(EXTRACTED DATA):
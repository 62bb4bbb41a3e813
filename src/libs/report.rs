//! # Reporting
//!
//! Renders `check` results and update summaries as tables, plus the follow-up notes an
//! operator needs after a partial run: where a retained artifact lives, how to install it by
//! hand, and which editor release the registry patching was modelled on.

use crate::libs::orchestrator::{CheckReport, PlanRun, RunSummary};
use crate::libs::selection::units_of;
use crate::libs::version::installed_needs_update;
use crate::log_warn;
use crate::schemas::detection::InstalledVersion;
use crate::schemas::outcomes::{InstallStatus, UpdateUnit};
use crate::schemas::registry_file::OBSERVED_SCHEMA;
use colored::Colorize;
use prettytable::{Cell, Row, Table, format};

fn header(titles: &[&str]) -> Row {
    Row::new(titles.iter().map(|t| Cell::new(t).style_spec("b")).collect())
}

fn new_table(titles: &[&str]) -> Table {
    let mut table = Table::new();
    table.set_format(*format::consts::FORMAT_NO_LINESEP_WITH_TITLE);
    table.set_titles(header(titles));
    table
}

/// One row per unit: target, profile, installed, latest, status, how it was found.
pub fn check_table(report: &CheckReport) -> Table {
    let mut table = new_table(&["Target", "Profile", "Installed", "Latest", "Status", "Detected via"]);

    for instance in &report.instances {
        let latest = report.latest.get(&instance.target.kind);
        for unit in units_of(instance) {
            let (status, style) = match (&unit.installed, latest) {
                (InstalledVersion::NotInstalled, _) => ("not installed", "Fy"),
                (_, None) => ("unknown", "Fy"),
                (installed, Some(latest)) if installed_needs_update(installed, latest) => ("update available", "Fy"),
                _ => ("up to date", "Fg"),
            };
            let profile = unit.profile.as_ref().map(|p| p.id.as_str()).unwrap_or("-");
            table.add_row(Row::new(vec![
                Cell::new(&instance.target.display_name),
                Cell::new(profile),
                Cell::new(&unit.installed.to_string()),
                Cell::new(&latest.map(|l| format!("{l} ({})", l.provenance)).unwrap_or_else(|| "-".into())),
                Cell::new(status).style_spec(style),
                Cell::new(&instance.method.to_string()),
            ]));
        }
    }

    table
}

/// One row per unit of every plan: target version, install status, verification, detail, attempts.
pub fn outcome_table(summary: &RunSummary) -> Table {
    let mut table = new_table(&["Unit", "Version", "Status", "Verified", "Detail", "Attempts"]);

    for run in &summary.runs {
        for outcome in &run.install {
            let status_style = match outcome.status {
                InstallStatus::Succeeded => "Fg",
                InstallStatus::Failed => "Fr",
                InstallStatus::Skipped => "Fy",
            };
            let (verified, verified_style) = match run.verification_for(&outcome.unit) {
                Some(v) if v.verified => (format!("yes ({})", v.observed), "Fg"),
                Some(v) => (format!("no ({} after {} attempts)", v.observed, v.attempts), "Fr"),
                None => ("-".to_string(), ""),
            };
            table.add_row(Row::new(vec![
                Cell::new(&outcome.unit.label()),
                Cell::new(&run.plan.desired.to_string()),
                Cell::new(&outcome.status.to_string()).style_spec(status_style),
                Cell::new(&verified).style_spec(verified_style),
                Cell::new(outcome.detail.as_deref().unwrap_or("")),
                Cell::new(&outcome.attempts.to_string()),
            ]));
        }
    }

    table
}

/// Manual-recovery lines for every retained artifact.
pub fn retained_artifact_notes(summary: &RunSummary) -> Vec<String> {
    summary
        .runs
        .iter()
        .filter_map(|run| {
            let path = run.retained_artifact.as_ref()?;
            let mut note = format!("Artifact kept at {}", path.display());
            if let Some(unit) = first_unverified(run) {
                note.push_str(&format!(
                    "; install it manually with: {} --install-extension {} --force",
                    unit.invocation,
                    path.display()
                ));
                if let Some(profile) = unit.profile.as_ref().filter(|_| unit.is_fanout()) {
                    note.push_str(&format!(" --profile {}", profile.id));
                }
            }
            Some(note)
        })
        .collect()
}

/// The first unit that failed verification.
fn first_unverified(run: &PlanRun) -> Option<&UpdateUnit> {
    run.verification.iter().find(|v| !v.verified).map(|v| &v.unit)
}

/// Notice printed whenever fanout rewrote a profile registry.
pub fn schema_notice() -> String {
    format!(
        "Profile registries were patched using the layout observed in {OBSERVED_SCHEMA}. \
         If an editor does not list the extension in a profile, reinstall it from that profile."
    )
}

pub fn print_check(report: &CheckReport) {
    if report.instances.is_empty() {
        log_warn!("[DBU::Report] No supported targets found on this machine");
        return;
    }
    check_table(report).printstd();
}

pub fn print_summary(summary: &RunSummary) {
    if summary.runs.is_empty() {
        println!("{}", "Nothing to update.".green());
        return;
    }

    if summary.dry_run {
        println!("{}", "Dry run: nothing was changed.".yellow().bold());
    }
    outcome_table(summary).printstd();

    for note in retained_artifact_notes(summary) {
        log_warn!("[DBU::Report] {}", note);
    }
    if summary.patched_registries() {
        println!("{}", schema_notice().dimmed());
    }
}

(DIRECTIONS FOR THIS TASK): Lines after the one containing "was modelled on." are not wanted; repeat exactly each line above from the first up to and including it.

(SOLUTION TO THIS PROBLEM):
repository 62bb4bbb41a3e813
filename src/libs/report.rs
//! # Reporting
//!
//! Renders `check` results and update summaries as tables, plus the follow-up notes an
//! operator needs after a partial run: where a retained artifact lives, how to install it by
//! hand, and which editor release the registry patching was modelled on.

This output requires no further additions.